The first interaction I remember with Doug was soon after meeting Jay when I started as a system tester. I found a problem in one of his programs. Renae Bell, the other system tester with whom I shared an office in Sacramento, told me to call him. I underwent the same initiation many others did through the years when I wondered if it was right to call and tell a partner – in the very real sense an owner of the firm – I had found a bug and he needed to fix it.

Doug was perhaps the most unassuming partner anyone had ever met. I remember him taking assignments to fix problems from people brand new to a project or even the company. His response was even more unexpected for some because of the stories about him they heard before having to call him.

One of the great stories was about Doug finding a bug in the COBOL complier while working in Alaska. I have heard Rick repeat the story a number of times. It seems the system was in construction, but a new version of the compiler was needed to overcome a technical limit of the old compiler. When the new compiler was installed, a new problem showed up. Rick remembers going to the office on the weekend, and seeing Doug surrounded by stacks and stacks of printouts from a computer dump, a listing of all the ones and zeros in computer memory at some particular point in time. Doug showed him he found a series of them that were causing the problem, traced them to the place in the compiler that had put them there, modified the IBM compiler using a utility called Zap that actually allows inserting a different sequences of ones and zeros into any file including the IBM COBOL compiler, and sent a printout of the code in error and his correction to IBM.


 

In the early days of SAFR most of the defects showed up as system abends, short for abnormal end. If you have experience with the blue screen of death on a Windows platform, you have seen an abend. To many programmers an abend is an extremely bad thing, something that means things went catastrophically wrong.

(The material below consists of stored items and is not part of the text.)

//! Detector and recognizer backed by frozen TensorFlow graphs.

use image::{ DynamicImage, GenericImageView, imageops::FilterType };
use tensorflow::{ Graph, ImportGraphDefOptions, Session, SessionOptions, SessionRunArgs, Tensor };
use tracing::info;

use std::fs;
use std::path::Path;

use crate::capability::{ Detector, RawFragment, Recognizer };
use crate::config::Config;
use crate::error::{ LprError, LprErrorKind };
use crate::geometry::{ self, DetectionBox };
use crate::utils;

// ConfigProto { device_count { key: "GPU" value: 0 } }
const CPU_ONLY_CONFIG: [u8; 9] = [0x0a, 0x07, 0x0a, 0x03, b'G', b'P', b'U', 0x10, 0x00];

struct FrozenGraph {
    graph: Graph,
    session: Session,
}

impl FrozenGraph {

    fn load(pb_file: &Path, gpu_enabled: bool) -> Result<Self, LprError> {
        let pb = fs::read(pb_file)?;
        // import graph def
        let mut graph = Graph::new();
        let graph_def_options = ImportGraphDefOptions::new();
        graph.import_graph_def(&pb, &graph_def_options)?;
        // new session
        let mut session_option = SessionOptions::new();
        if !gpu_enabled {
            session_option.set_config(&CPU_ONLY_CONFIG)?;
        }
        let session = Session::new(&session_option, &graph)?;
        Ok(Self { graph, session })
    }
}

/// SSD style plate detector: `image_tensor` in, normalized
/// `detection_boxes` and `detection_scores` out.
pub struct TfDetector {
    model: FrozenGraph,
    input_name: &'static str,
    box_name: &'static str,
    scores_name: &'static str,
    confidence_threshold: f32,
    iou_threshold: f32,
}

impl TfDetector {

    pub fn new(pb_file: impl AsRef<Path>, config: &Config) -> Result<Self, LprError> {
        let pb_file = pb_file.as_ref();
        let model = FrozenGraph::load(pb_file, config.gpu_enabled).map_err(|e| LprErrorKind::DetectorUnavailable {
            path: pb_file.to_path_buf(),
            reason: e.to_string(),
        })?;
        info!(model = %pb_file.display(), "detector loaded");
        Ok(Self {
            model,
            input_name: "image_tensor",
            box_name: "detection_boxes",
            scores_name: "detection_scores",
            confidence_threshold: config.confidence_threshold,
            iou_threshold: config.iou_threshold,
        })
    }
}

impl Detector for TfDetector {

    fn detect(&self, img: &DynamicImage) -> Result<Vec<DetectionBox>, LprError> {
        let graph = &self.model.graph;
        let (width, height) = img.dimensions();
        let img_data = img.to_rgb8().into_raw();
        let img_tensor = Tensor::new(&[1, height as u64, width as u64, 3]).with_values(&img_data)?;

        let mut args = SessionRunArgs::new();
        args.add_feed(&graph.operation_by_name_required(self.input_name)?, 0, &img_tensor);
        let box_token = args.request_fetch(&graph.operation_by_name_required(self.box_name)?, 0);
        let scores_token = args.request_fetch(&graph.operation_by_name_required(self.scores_name)?, 0);
        self.model.session.run(&mut args)?;
        let boxes: Tensor<f32> = args.fetch(box_token)?;
        let scores: Tensor<f32> = args.fetch(scores_token)?;

        // box ymin xmin ymax xmax normalize 1
        let detections: Vec<DetectionBox> = boxes.chunks(4).zip(scores.iter()).map(|(v, score)| {
            DetectionBox::from_normalized([v[0], v[1], v[2], v[3]], width, height, *score)
        }).filter(|a_box| a_box.passes_confidence(self.confidence_threshold)).collect();
        Ok(geometry::suppress_overlaps(&detections, self.iou_threshold))
    }
}

/// CTC line recognizer over the Latin plate alphabet. The whole plate is read
/// as one fragment.
pub struct TfRecognizer {
    model: FrozenGraph,
    input_name: &'static str,
    output_name: &'static str,
    input_width: u32,
    input_height: u32,
}

impl TfRecognizer {

    pub fn new(pb_file: impl AsRef<Path>, config: &Config) -> Result<Self, LprError> {
        let pb_file = pb_file.as_ref();
        let model = FrozenGraph::load(pb_file, config.gpu_enabled).map_err(|e| LprErrorKind::RecognizerUnavailable {
            path: pb_file.to_path_buf(),
            reason: e.to_string(),
        })?;
        info!(model = %pb_file.display(), "recognizer loaded");
        Ok(Self {
            model,
            input_name: "input_1",
            output_name: "dense_2/truediv",
            input_width: 160,
            input_height: 40,
        })
    }
}

impl Recognizer for TfRecognizer {

    fn read(&self, region: &DynamicImage) -> Result<Vec<RawFragment>, LprError> {
        let graph = &self.model.graph;
        let resized = region.resize_exact(self.input_width, self.input_height, FilterType::Triangle).to_luma8();
        let data: Vec<f32> = resized.into_raw().into_iter().map(|v| v as f32 / 255.0).collect();
        let tensor: Tensor<f32> = Tensor::new(&[1, self.input_height as u64, self.input_width as u64, 1]).with_values(&data)?;

        let mut args = SessionRunArgs::new();
        args.add_feed(&graph.operation_by_name_required(self.input_name)?, 0, &tensor);
        let token = args.request_fetch(&graph.operation_by_name_required(self.output_name)?, 0);
        self.model.session.run(&mut args)?;
        let probs: Tensor<f32> = args.fetch(token)?;

        let classes = probs.dims().last().copied().unwrap_or(0) as usize;
        let (text, confidence) = utils::ctc_greedy_decode(&probs, classes, &utils::LATIN_CHARS);
        if text.is_empty() {
            return Ok(Vec::new());
        }
        Ok(vec![RawFragment::new(text, confidence)])
    }
}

The truth of the matter is abends in SAFR processes on mainframes rarely affect anything adversely. The blue screen of death is an abend in the operating system, and can mean one has lost data and rebooting can be annoying. That is very different than an abend in a single application, like Excel. I have not seen an abend in the operating system on the mainframe. And because the vast majority of SAFR processes do not perform any updates, the effect of an abend is that Scan Engine simply has to be restarted.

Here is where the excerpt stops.